Exercise
Word-for-word transcription is needed for all of the entries.

(Saved data entries)
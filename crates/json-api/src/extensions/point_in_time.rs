//! Point-in-time query parsing helpers.

use jiff::Timestamp;
use salvo::{oapi::extract::QueryParam, prelude::StatusError};

use crate::extensions::*;

/// Resolve the optional `at` query parameter, defaulting to now.
pub(crate) trait PointInTimeExt {
    fn into_point_in_time(self) -> Result<Timestamp, StatusError>;
}

impl PointInTimeExt for QueryParam<String, false> {
    fn into_point_in_time(self) -> Result<Timestamp, StatusError> {
        self.into_inner()
            .map(|value| value.parse::<Timestamp>())
            .transpose()
            .or_400("could not parse \"at\" query parameter")
            .map(|point_in_time| point_in_time.unwrap_or_else(Timestamp::now))
    }
}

Output for this task
filename crates/json-api/src/extensions/point_in_time.rs
//! Point-in-time query parsing helpers.

use jiff::Timestamp;
use salvo::{oapi::extract::QueryParam, prelude::StatusError};

use crate::extensions::*;

/// Resolve the optional `at` query parameter, defaulting to now.
pub(crate) trait PointInTimeExt {
    fn into_point_in_time(self) -> Result<Timestamp, StatusError>;
}

impl PointInTimeExt for QueryParam<String, false> {
    fn into_point_in_time(self) -> Result<Timestamp, StatusError> {
        self.into_inner()
            .map(|value| value.parse::<Timestamp>())
            .transpose()
            .or_400("could not parse \"at\" query parameter")
            .map(|point_in_time| point_in_time.unwrap_or_else(Timestamp::now))
    }
}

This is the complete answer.